Wyoming is home to both species of bears, grizzlies and black bears. Instead of offering encounter etiquette for either species, the Wyoming Game and Fish Department breaks down encounters between bears exhibiting an aggressive or defensive nature and those with predatory intent. Regardless of species or destination, carry bear spray in a body location for immediate reach. Check to make sure it is not expired, in working order and understand how to deploy it.
Bear spray is effective in stopping many charges, but having a sidearm available for backup is never a bad idea.
A bear that exhibits aggressive or defensive actions could be protecting young, a food source or merely personal space. Hearing a woof or jaw popping is not uncommon, nor is paw swatting or even a bluff charge. As difficult as it may be, stay calm and do not run. Unholster and take the safety off your bear spray. Do not use any actions, yell or look directly into the eyes of the bear. That may increase your presence as a direct threat. Slowly back away and search for other avenues of regress. If the bear approaches, deploy your bear spray as directed. If those measures fail, drop onto your stomach and lace your fingers across the back of your neck. Wearing a backpack is helpful for added protection. Do not fight back.
A predatory bear is a different critter. It may study you for an extended period without woofing or jaw popping. As in the previous situation, prepare to use your bear spray. The WGFD also recommends you stand your ground and make yourself appear as a threat. Stretch a coat between your arms, stand on a rock and yell at an assertive volume. You can even throw a fastball rock at the bear to further show your dominance. If the bear advances, deploy your bear spray and hope the wind is favorable.
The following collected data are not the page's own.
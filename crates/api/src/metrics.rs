// SPDX-FileCopyrightText: 2025 Semiotic Labs
//
// SPDX-License-Identifier: Apache-2.0

//! Prometheus metrics module
//!
//! Global metrics on the default Prometheus registry and an Axum handler that
//! exports them.

use std::sync::LazyLock;

use axum::{
    http::{StatusCode, header},
    response::{IntoResponse, Response},
};
use prometheus::{
    Encoder, HistogramVec, IntCounterVec, TextEncoder, register_histogram_vec,
    register_int_counter_vec,
};
use tracing::error;

/// Queries served, labeled by table and outcome
pub static QUERIES_TOTAL: LazyLock<IntCounterVec> = LazyLock::new(|| {
    register_int_counter_vec!(
        "blockchain_tables_queries_total",
        "Total number of table queries, labeled by table and result",
        &["table", "result"]
    )
    .expect("Failed to create blockchain_tables_queries_total counter vec")
});

/// Upstream request durations in seconds
pub static UPSTREAM_REQUEST_DURATION: LazyLock<HistogramVec> = LazyLock::new(|| {
    register_histogram_vec!(
        "blockchain_tables_upstream_request_duration_seconds",
        "Blockchain.com request durations in seconds",
        &["endpoint_kind", "result"],
        vec![0.01, 0.025, 0.05, 0.1, 0.25, 0.5, 1.0, 2.5, 5.0, 10.0, 30.0]
    )
    .expect("Failed to create upstream request duration histogram")
});

/// Count one query against `table`
pub fn inc_queries(table: &str, result: &str) {
    QUERIES_TOTAL.with_label_values(&[table, result]).inc();
}

/// Observe the duration of an upstream request
///
/// `endpoint_kind` is the table whose resolver issued the request, or
/// `health` for connection checks.
pub fn observe_upstream_duration(endpoint_kind: &str, result: &str, duration_secs: f64) {
    UPSTREAM_REQUEST_DURATION
        .with_label_values(&[endpoint_kind, result])
        .observe(duration_secs);
}

/// Axum handler that exports metrics in Prometheus text format
pub async fn metrics_handler() -> Response {
    let encoder = TextEncoder::new();
    let metric_families = prometheus::gather();
    let mut buffer = vec![];

    if let Err(e) = encoder.encode(&metric_families, &mut buffer) {
        error!("failed to encode metrics: {e}");
        return StatusCode::INTERNAL_SERVER_ERROR.into_response();
    }

    match String::from_utf8(buffer) {
        Ok(body) => ([(header::CONTENT_TYPE, encoder.format_type().to_string())], body)
            .into_response(),
        Err(e) => {
            error!("metrics buffer is not valid UTF-8: {e}");
            StatusCode::INTERNAL_SERVER_ERROR.into_response()
        }
    }
}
It seems like many of the human-and-mountain lion news stories arise from California. Since 1990, mountain lions in California have been deemed a “specially protected mammal” with no hunting season. To aid California’s large human population in avoiding a healthy mountain lion density, the California Department of Fish and Wildlife advises the following.
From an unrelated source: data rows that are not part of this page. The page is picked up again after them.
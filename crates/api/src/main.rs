// SPDX-FileCopyrightText: 2025 Semiotic Labs
//
// SPDX-License-Identifier: Apache-2.0

//! Blockchain Tables server
//!
//! Serves Blockchain.com REST data as queryable tables.

use anyhow::Result;
use api::{Server, ServerConfig, ShutdownConfig};
use tracing::info;
use tracing_subscriber::{EnvFilter, layer::SubscriberExt, util::SubscriberInitExt};

#[tokio::main]
async fn main() -> Result<()> {
    let env_filter = EnvFilter::try_from_default_env().unwrap_or_else(|_| EnvFilter::new("info"));

    tracing_subscriber::registry()
        .with(env_filter)
        .with(tracing_subscriber::fmt::layer())
        .init();

    info!("Starting Blockchain Tables server");

    let config = ServerConfig::from_env()?;
    let server = Server::new(config, ShutdownConfig::default())?;

    // NOTE: the `#[tokio::main]` task does not run a worker future, we must spawn
    tokio::spawn(async move { server.run().await }).await??;

    Ok(())
}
First, always embrace situational awareness of your surroundings. Never hike, run or bike alone. Mountain lions are less likely to view you as an easy win if you travel in a pack. Try to avoid activity during dawn and dusk. That is a difficult ask, especially in warmer zones of North America, but it is when predators, like mountain lions, are most active. And if small children or pets accompany you, stay focused on their activities, which could attract a mountain lion’s attention.
If you do encounter a mountain lion, do not panic, do not advance and never run. Your goal is to stand your ground, stare at it, appear larger, wave your arms, loudly warn it and even throw rocks or a water bottle at it. Unless something is horribly wrong with the mountain lion, it should flee.
Wolves and Coyotes
With an estimated population of 7,000 wolves in Alberta, the potential exists for a meeting in this wildland province. Increasing populations in the Lower 48 also mean the possibility of a wolf meeting. Alberta Fish and Wildlife (AFW) advises you to take these measures if you do meet up with the long-legged canine. To begin with, wolves view any canine as competitor or prey, and will kill them. That noted, keep your pet dog on a leash to ensure it does not attract a wolf. An unleased dog could run straight back at you with a wolf—or 10—in tow.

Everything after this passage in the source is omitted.